Grégoire Ponceludon de Malavoy est un petit baron des Dombes, près de Lyon, dont les paysans meurent terrassés par les fièvres des marais qui constituent la plus grand partie de ses terres. "Monté" à Versailles pour obtenir l'aide du roi dans son projet d'assainissement et d'assèchement, cet aristocrate ingénieur en hydrographie se heurte violemment à la réalité des us de la Cour où ne brillent que les "beaux esprits".

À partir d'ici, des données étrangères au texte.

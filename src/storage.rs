//! Frame persistence.
//!
//! The engine hands every downloaded frame to a [`FrameWriter`]. The bundled
//! [`RawFrameWriter`] stores the pixels as a little-endian `.raw` dump next to a
//! JSON sidecar; FITS output belongs to an external writer implementing the same
//! trait.

use anyhow::{Context, Result};
use async_trait::async_trait;
use chrono::{DateTime, Utc};
use serde::Serialize;
use std::fs;
use std::path::{Path, PathBuf};

use crate::drivers::Frame;
use crate::session::Target;

/// Receives frames from the session engine.
///
/// `folder` is already sanitized; implementations create it if missing.
#[async_trait]
pub trait FrameWriter: Send + Sync {
    /// Persist `frame` into `folder` and return the path written.
    async fn write_frame(
        &self,
        frame: &Frame,
        target: &Target,
        timestamp: DateTime<Utc>,
        folder: &Path,
        frame_index: u32,
    ) -> Result<PathBuf>;
}

/// Replace characters that are invalid in file or directory names.
///
/// Covers the Windows-reserved set `<>:"/\|?*` and control characters, so the
/// same target name yields the same folder on every platform. Leading and
/// trailing dots and spaces are trimmed; an empty result becomes `_`.
pub fn sanitize_path_component(name: &str) -> String {
    let replaced: String = name
        .chars()
        .map(|c| match c {
            '<' | '>' | ':' | '"' | '/' | '\\' | '|' | '?' | '*' => '_',
            c if c.is_control() => '_',
            c => c,
        })
        .collect();
    let trimmed = replaced.trim_matches(|c| c == '.' || c == ' ');
    if trimmed.is_empty() {
        "_".to_string()
    } else {
        trimmed.to_string()
    }
}

#[derive(Serialize)]
struct FrameSidecar<'a> {
    target: &'a str,
    ra_hours: f64,
    dec_degrees: f64,
    timestamp: DateTime<Utc>,
    frame_index: u32,
    width: u32,
    height: u32,
    pixel_format: &'static str,
    #[serde(with = "humantime_serde")]
    exposure: std::time::Duration,
    light: bool,
}

/// Writes `<target>_<index>_<timestamp>.raw` plus a `.json` sidecar.
#[derive(Clone, Debug, Default)]
pub struct RawFrameWriter;

impl RawFrameWriter {
    /// The raw writer.
    pub fn new() -> Self {
        Self
    }

    fn file_stem(target: &Target, timestamp: DateTime<Utc>, frame_index: u32) -> String {
        format!(
            "{}_{:04}_{}",
            sanitize_path_component(&target.name),
            frame_index,
            timestamp.format("%Y%m%dT%H%M%S%.3fZ")
        )
    }
}

#[async_trait]
impl FrameWriter for RawFrameWriter {
    async fn write_frame(
        &self,
        frame: &Frame,
        target: &Target,
        timestamp: DateTime<Utc>,
        folder: &Path,
        frame_index: u32,
    ) -> Result<PathBuf> {
        fs::create_dir_all(folder)
            .with_context(|| format!("Failed to create frame directory at {:?}", folder))?;

        let stem = Self::file_stem(target, timestamp, frame_index);
        let raw_path = folder.join(format!("{stem}.raw"));
        fs::write(&raw_path, frame.pixels.to_le_bytes())
            .with_context(|| format!("Failed to write frame to {:?}", raw_path))?;

        let sidecar = FrameSidecar {
            target: &target.name,
            ra_hours: target.ra_hours,
            dec_degrees: target.dec_degrees,
            timestamp,
            frame_index,
            width: frame.width,
            height: frame.height,
            pixel_format: frame.pixels.format_name(),
            exposure: frame.exposure,
            light: frame.light,
        };
        let json = serde_json::to_string_pretty(&sidecar)
            .context("Failed to serialize frame sidecar to JSON")?;
        let json_path = folder.join(format!("{stem}.json"));
        fs::write(&json_path, json)
            .with_context(|| format!("Failed to write frame sidecar to {:?}", json_path))?;

        tracing::info!(path = %raw_path.display(), frame_index, "Frame written");
        Ok(raw_path)
    }
}

#[cfg(test)]
mod tests {
    use super::*;
    use crate::drivers::PixelBuffer;
    use std::time::Duration;

    #[test]
    fn test_sanitize_replaces_reserved_characters() {
        assert_eq!(sanitize_path_component("M31"), "M31");
        assert_eq!(sanitize_path_component("Sh2-129 / Flying Bat"), "Sh2-129 _ Flying Bat");
        assert_eq!(sanitize_path_component("a<b>c:d\"e\\f|g?h*i"), "a_b_c_d_e_f_g_h_i");
        assert_eq!(sanitize_path_component("tab\there"), "tab_here");
        assert_eq!(sanitize_path_component(".."), "_");
    }

    #[tokio::test]
    async fn test_raw_writer_writes_pixels_and_sidecar() {
        let dir = tempfile::tempdir().unwrap();
        let folder = dir.path().join("M 42");
        let target = Target::new("M 42", 5.588, -5.39).unwrap();
        let frame = Frame {
            width: 2,
            height: 2,
            pixels: PixelBuffer::U16(vec![1, 2, 3, 4]),
            exposure: Duration::from_secs(30),
            light: true,
        };

        let path = RawFrameWriter::new()
            .write_frame(&frame, &target, Utc::now(), &folder, 7)
            .await
            .unwrap();

        assert_eq!(fs::read(&path).unwrap().len(), 8);
        let sidecar: serde_json::Value =
            serde_json::from_str(&fs::read_to_string(path.with_extension("json")).unwrap())
                .unwrap();
        assert_eq!(sidecar["frame_index"], 7);
        assert_eq!(sidecar["exposure"], "30s");
        assert_eq!(sidecar["target"], "M 42");
    }
}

Comme dans le film, des personnages bien croqués, pas trop stéréotypés (ce qui est toujours le risque avec un roman historique) et attachants constituent le principal atout de ce récit, ainsi que la verve fine et spirituelle qui caractérise les dialogues. Toutefois, pour ceux qui ont déjà vu le film, peu de surprise à attendre, la narration est le calque parfait du scénario.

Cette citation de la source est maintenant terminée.